依頼を受けて、梶田の過去を辿りはじめた杉村が知った事実とは…。
「BOOK」データベースより

最後まで読んで「そっか、そういう事か…」とは思うのですが
なんとなく後味の悪い感じで終わってしまいました。

読んでいる途中も、いつも宮部さんの作品を読む時に感じる
「ワクワク」が少なかった気がします。
それはなんでだろう?

もちろん読みやすいし、登場人物も個性的で
特に菜穂子さんのキャラクターが素敵で
結婚のきっかけになったエピソードも
主人公の杉村に野心や欲望がなかっただけに
とてもさわやかなんですが、それだけに
ラスト近くに杉村が言われる「(中略)あいにく僕には、あんたみたいに、
愛情なんて厄介なものを抜きにして、
これと狙いをつけた有利な結婚相手を確実に落とすような根性がないんです。
そこまでの戦略性がない。
もっともっと生身の男なもんでね。

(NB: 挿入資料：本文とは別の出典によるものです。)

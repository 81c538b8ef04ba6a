use sqlx::SqlitePool;
use uuid::Uuid;

use chemviz_common::ChemVizError;

use crate::models::{EquipmentRecord, Upload};
use crate::report;

/// Render the downloadable report for one upload
#[derive(Debug, Clone)]
pub struct RenderReportQuery {
    pub id: Uuid,
}

/// The rendered document and the filename to serve it under
#[derive(Debug, Clone)]
pub struct RenderReportResponse {
    pub filename: String,
    pub content: Vec<u8>,
}

#[derive(Debug, thiserror::Error)]
pub enum RenderReportError {
    #[error("Upload '{0}' not found")]
    NotFound(String),
    #[error("Database error: {0}")]
    Database(#[from] sqlx::Error),
    #[error(transparent)]
    Render(#[from] ChemVizError),
}

/// Regenerate the report from current storage
///
/// Never cached: the document always reflects the records as stored now,
/// unlike history listings which serve ingestion-time figures.
#[tracing::instrument(skip(pool), fields(upload_id = %query.id))]
pub async fn handle(
    pool: SqlitePool,
    query: RenderReportQuery,
) -> Result<RenderReportResponse, RenderReportError> {
    let upload = sqlx::query_as::<_, Upload>(
        r#"
        SELECT id, filename, upload_date, total_records, skipped_rows,
               avg_flowrate, avg_pressure, avg_temperature
        FROM uploads
        WHERE id = ?
        "#,
    )
    .bind(query.id.to_string())
    .fetch_optional(&pool)
    .await?
    .ok_or_else(|| RenderReportError::NotFound(query.id.to_string()))?;

    let records = sqlx::query_as::<_, EquipmentRecord>(
        r#"
        SELECT id, upload_id, equipment_name, equipment_type,
               flowrate, pressure, temperature
        FROM equipment_records
        WHERE upload_id = ?
        ORDER BY id ASC
        "#,
    )
    .bind(&upload.id)
    .fetch_all(&pool)
    .await?;

    let filename = format!("Report_{}.pdf", upload.filename);
    let content = report::render_pdf(&upload, &records)?;

    tracing::debug!(bytes = content.len(), "Report rendered");

    Ok(RenderReportResponse { filename, content })
}
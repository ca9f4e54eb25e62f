//! Per-transit coverage and overlap flags.

use crate::domain::{CadenceKind, LiteCurve, Planet};

/// Number of sorted `time` values within `half_width` (strictly) of `t0`.
fn count_within(time: &[f64], t0: f64, half_width: f64) -> usize {
    let lo = time.partition_point(|&t| t <= t0 - half_width);
    let hi = time.partition_point(|&t| t < t0 + half_width);
    hi.saturating_sub(lo)
}

/// Whether the cadences in `time` cover a transit at `t0` well enough: more
/// than half the expected in-transit count within half a duration, and more
/// than 1.5 times the expected count within 1.5 durations.
pub fn has_coverage(time: &[f64], t0: f64, duration: f64, cadence: CadenceKind) -> bool {
    let expected = (duration / cadence.integration_time()).ceil();
    let inside = count_within(time, t0, 0.5 * duration) as f64;
    let near = count_within(time, t0, 1.5 * duration) as f64;
    inside > 0.5 * expected && near > 1.5 * expected
}

/// Quality flag per transit: covered by either cadence type.
pub fn transit_quality(planet: &Planet, curves: &[(CadenceKind, &LiteCurve)]) -> Vec<bool> {
    planet
        .tts
        .iter()
        .map(|&t0| {
            curves
                .iter()
                .any(|(cadence, lc)| has_coverage(&lc.time, t0, planet.duration, *cadence))
        })
        .collect()
}

/// Overlap flag per transit of every planet: another planet transits within
/// 1.5 of the longest duration in the system.
pub fn transit_overlap(planets: &[Planet]) -> Vec<Vec<bool>> {
    let max_dur = planets.iter().map(|p| p.duration).fold(0.0, f64::max);
    planets
        .iter()
        .enumerate()
        .map(|(i, p)| {
            p.tts
                .iter()
                .map(|&ti| {
                    planets
                        .iter()
                        .enumerate()
                        .filter(|(j, _)| *j != i)
                        .any(|(_, other)| other.tts.iter().any(|&tj| (ti - tj).abs() / max_dur < 1.5))
                })
                .collect()
        })
        .collect()
}

/// Planet snapshots carrying fresh quality and overlap flags.
pub fn flag_transits(planets: &[Planet], curves: &[(CadenceKind, &LiteCurve)]) -> Vec<Planet> {
    let overlap = transit_overlap(planets);
    planets
        .iter()
        .zip(overlap)
        .map(|(p, overlap)| Planet {
            quality: transit_quality(p, curves),
            overlap,
            ..p.clone()
        })
        .collect()
}

#[cfg(test)]
mod tests {
    use super::*;
    use crate::domain::LCIT;

    fn planet(tts: Vec<f64>, duration: f64) -> Planet {
        let n = tts.len();
        Planet {
            epoch: tts[0],
            period: 10.0,
            depth: 1e-3,
            duration,
            impact: 0.3,
            index: (0..n as i64).collect(),
            tts,
            quality: vec![true; n],
            overlap: vec![false; n],
        }
    }

    fn curve(time: Vec<f64>) -> LiteCurve {
        let n = time.len();
        LiteCurve {
            time,
            flux: vec![1.0; n],
            error: vec![1e-4; n],
            cadno: (0..n as i64).collect(),
            quarter: vec![1; n],
            channel: vec![1; n],
            mask: vec![false; n],
            quality: vec![0; n],
        }
    }

    #[test]
    fn coverage_requires_data_in_and_around_transit() {
        let lc = curve((0..2000).map(|i| i as f64 * LCIT).collect());
        let p = planet(vec![10.0, 20.0, 50.0], 0.2);
        // The third transit falls after the data ends (~40.9 d).
        assert_eq!(transit_quality(&p, &[(CadenceKind::Long, &lc)]), vec![true, true, false]);

        // A gap over the second transit.
        let gappy = curve(
            (0..2000)
                .map(|i| i as f64 * LCIT)
                .filter(|t| !(19.93..20.07).contains(t))
                .collect(),
        );
        assert_eq!(transit_quality(&p, &[(CadenceKind::Long, &gappy)]), vec![true, false, false]);
    }

    #[test]
    fn nearby_transits_of_other_planets_overlap() {
        let a = planet(vec![10.0, 20.0], 0.2);
        let b = planet(vec![10.1, 25.0], 0.1);
        let flags = transit_overlap(&[a, b]);
        assert_eq!(flags[0], vec![true, false]);
        assert_eq!(flags[1], vec![true, false]);
    }
}
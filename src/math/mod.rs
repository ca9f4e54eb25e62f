//! Numerical building blocks: least squares, robust statistics, periodograms,
//! filtering and Gaussian-process solvers.

pub mod celerite;
pub mod filter;
pub mod lombscargle;
pub mod ols;
pub mod poly;
pub mod special;
pub mod stats;

pub use ols::*;
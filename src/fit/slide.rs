//! Per-transit timing by template cross-correlation.
//!
//! For each transit a template light curve is slid across a window of
//! candidate centre times. The χ² curve is smoothed and a parabola fitted
//! around its minimum gives the time and its uncertainty.

use rayon::prelude::*;
use tracing::{info, warn};

use super::TransitTimes;
use crate::domain::{Planet, SCIT};
use crate::math::poly::{linear_fit, polyfit};
use crate::math::stats::{arange, boxcar_smooth, interp, median, nanmedian, std_dev};
use crate::transit::{PlanetTransits, QuadraticLimbDarkening, TransitModel};

/// Knobs of the slide fit, all durations relative to the transit duration.
#[derive(Debug, Clone, Copy, PartialEq)]
pub struct SlideOptions {
    /// Half-width of the photometry kept around each transit.
    pub window: f64,
    /// Half-width of the centre-time search.
    pub search: f64,
    pub smoothing: usize,
    pub max_delta_chisq: usize,
    /// Fits with uncertainty above this multiple of the planet median are rejected.
    pub error_factor: f64,
}

impl Default for SlideOptions {
    fn default() -> Self {
        Self {
            window: 2.5,
            search: 1.0,
            smoothing: 7,
            max_delta_chisq: 9,
            error_factor: 8.0,
        }
    }
}

/// Grid step of the template and of the centre-time search.
pub const SLIDE_STEP: f64 = SCIT / 2.0;

/// Time and curvature uncertainty of the minimum of a sampled χ² curve.
///
/// Points within `Δχ²` of the minimum are kept, widening `Δχ²` from 2 up to
/// `max_delta` until at least three remain; points far from the median of
/// the selection are dropped. The estimate is the mean of the parabola
/// vertex and the median retained grid time, with uncertainty `sqrt(1/a)`.
pub fn refine_minimum(tc: &[f64], chisq: &[f64], max_delta: usize) -> Option<(f64, f64)> {
    let min_chisq = chisq.iter().copied().filter(|c| c.is_finite()).reduce(f64::min)?;

    let mut delta = 1;
    let (tcfit, x2fit) = loop {
        delta += 1;
        let (t, x): (Vec<f64>, Vec<f64>) = tc
            .iter()
            .zip(chisq)
            .filter(|(_, c)| **c < min_chisq + delta as f64)
            .map(|(t, c)| (*t, *c))
            .unzip();
        let steps: Vec<f64> = t.windows(2).map(|w| w[1] - w[0]).collect();
        let spacing = median(&steps);
        let centre = median(&t);
        let limit = 1.0 + t.len() as f64 / 2.0;
        let (t, x): (Vec<f64>, Vec<f64>) = t
            .iter()
            .zip(&x)
            .filter(|(ti, _)| !((*ti - centre).abs() / spacing > limit))
            .map(|(t, c)| (*t, *c))
            .unzip();
        if t.len() >= 3 || delta >= max_delta {
            break (t, x);
        }
    };
    if tcfit.len() < 3 {
        return None;
    }

    // Centre the abscissa for conditioning; the curvature is unaffected.
    let t_ref = median(&tcfit);
    let shifted: Vec<f64> = tcfit.iter().map(|t| t - t_ref).collect();
    let coeffs = polyfit(&shifted, &x2fit, 2)?;
    let a = coeffs[2];
    if !(a > 0.0) {
        return None;
    }
    let vertex = t_ref - coeffs[1] / (2.0 * a);
    let estimate = 0.5 * (vertex + t_ref);
    let (lo, hi) = (tcfit[0], tcfit[tcfit.len() - 1]);
    if !(estimate >= lo && estimate <= hi) {
        return None;
    }
    Some((estimate, (1.0 / a).sqrt()))
}

/// Template transit on a fine time grid centred on zero.
pub struct Template {
    time: Vec<f64>,
    flux: Vec<f64>,
}

impl Template {
    pub fn new(
        limb_darkening: QuadraticLimbDarkening,
        planet: &Planet,
        radius_ratio: f64,
        search: f64,
    ) -> Option<Self> {
        let half = (0.02 + planet.duration) * (search + 1.6);
        let time = arange(-half, half, SLIDE_STEP);
        let shape = PlanetTransits::new(planet.period, radius_ratio, planet.impact, planet.duration, vec![0.0]).ok()?;
        let model = TransitModel::new(limb_darkening, vec![shape]);
        let flux = model
            .delta_flux(&time, 0.0, 1)
            .into_iter()
            .map(|d| 1.0 + d)
            .collect();
        Some(Self { time, flux })
    }

    fn at(&self, dt: f64) -> f64 {
        interp(dt, &self.time, &self.flux)
    }
}

/// Time one transit near `t0`; `None` when the χ² minimum is unusable.
pub fn slide_one(
    template: &Template,
    time: &[f64],
    flux: &[f64],
    t0: f64,
    duration: f64,
    opts: &SlideOptions,
) -> Option<(f64, f64)> {
    let mut t_ = Vec::new();
    let mut f_ = Vec::new();
    let mut in_ = Vec::new();
    for (&t, &f) in time.iter().zip(flux) {
        let x = (t - t0).abs() / duration;
        if x < opts.window {
            t_.push(t);
            f_.push(f);
            in_.push(x < opts.search);
        }
    }
    if t_.len() < 3 {
        return None;
    }

    let (t_out, f_out): (Vec<f64>, Vec<f64>) = t_
        .iter()
        .zip(&f_)
        .zip(&in_)
        .filter(|(_, m)| !**m)
        .map(|((t, f), _)| (*t, *f))
        .unzip();
    // Remove any residual out-of-transit slope.
    let err = match linear_fit(&t_out, &f_out) {
        Some((c0, c1)) => {
            for (f, t) in f_.iter_mut().zip(&t_) {
                *f /= c0 + c1 * t;
            }
            let detrended: Vec<f64> = f_.iter().zip(&in_).filter(|(_, m)| !**m).map(|(f, _)| *f).collect();
            std_dev(&detrended)
        }
        None => std_dev(&f_),
    };
    if !(err > 0.0) {
        return None;
    }

    let tc = arange(t0 - duration * opts.search, t0 + duration * opts.search, SLIDE_STEP);
    let chisq: Vec<f64> = tc
        .iter()
        .map(|&c| {
            t_.iter()
                .zip(&f_)
                .map(|(t, f)| ((f - template.at(t - c)) / err).powi(2))
                .sum()
        })
        .collect();
    let chisq = boxcar_smooth(&chisq, opts.smoothing);
    refine_minimum(&tc, &chisq, opts.max_delta_chisq)
}

/// Slide-fit every well-covered transit of one planet.
///
/// Overlapping transits and failed fits, as well as fits whose uncertainty
/// exceeds `error_factor` times the median, fall back to the shape-fit time
/// with a NaN uncertainty.
pub fn slide_planet(
    template: &Template,
    planet: &Planet,
    shape: &TransitTimes,
    time: &[f64],
    flux: &[f64],
    opts: &SlideOptions,
) -> TransitTimes {
    let overlap: Vec<bool> = (0..planet.len())
        .filter(|&i| planet.quality[i])
        .map(|i| planet.overlap[i])
        .collect();

    let fits: Vec<Option<(f64, f64)>> = shape
        .tts
        .par_iter()
        .zip(&overlap)
        .map(|(&t0, &overlaps)| {
            if overlaps {
                None
            } else {
                slide_one(template, time, flux, t0, planet.duration, opts)
            }
        })
        .collect();

    let errors: Vec<f64> = fits.iter().map(|f| f.map_or(f64::NAN, |(_, e)| e)).collect();
    let limit = opts.error_factor * nanmedian(&errors);

    let mut tts = shape.tts.clone();
    let mut error = vec![f64::NAN; tts.len()];
    for (i, fit) in fits.iter().enumerate() {
        if let Some((t, e)) = fit
            && e.is_finite()
            && !(*e > limit)
        {
            tts[i] = *t;
            error[i] = *e;
        }
    }
    TransitTimes {
        index: shape.index.clone(),
        tts,
        error,
    }
}

/// Slide-fit every planet against the stacked near-transit photometry.
pub fn fit_slide_ttvs(
    limb_darkening: QuadraticLimbDarkening,
    planets: &[Planet],
    radius_ratio: &[f64],
    shape: &[TransitTimes],
    time: &[f64],
    flux: &[f64],
    opts: &SlideOptions,
) -> Vec<TransitTimes> {
    planets
        .iter()
        .zip(radius_ratio)
        .zip(shape)
        .enumerate()
        .map(|(n, ((planet, &ror), shape))| {
            let Some(template) = Template::new(limb_darkening, planet, ror, opts.search) else {
                warn!(planet = n, "no valid template orbit, slide fit skipped");
                return TransitTimes {
                    error: vec![f64::NAN; shape.len()],
                    ..shape.clone()
                };
            };
            let fitted = slide_planet(&template, planet, shape, time, flux, opts);
            let timed = fitted.error.iter().filter(|e| e.is_finite()).count();
            if timed == 0 {
                warn!(planet = n, "no transit could be timed by cross-correlation");
            }
            info!(planet = n, timed, total = fitted.len(), "slide TTVs");
            fitted
        })
        .collect()
}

」というこの一文に
言いようのないやりきれなさを感じてしまいました。

私が杉村なら「おまえみたいな奴になにがわかるんだっ」と
一発殴ってやるんですが…(^^;


「誰か」の中での一番印象に残っている一文は
「人間てのは、誰だってね、
相手がいちばん言われたくないと思っていることを言う口を持ってるんだ。
どんなバカでも、その狙いだけは、そりゃあもう正確なもんなんだから」です。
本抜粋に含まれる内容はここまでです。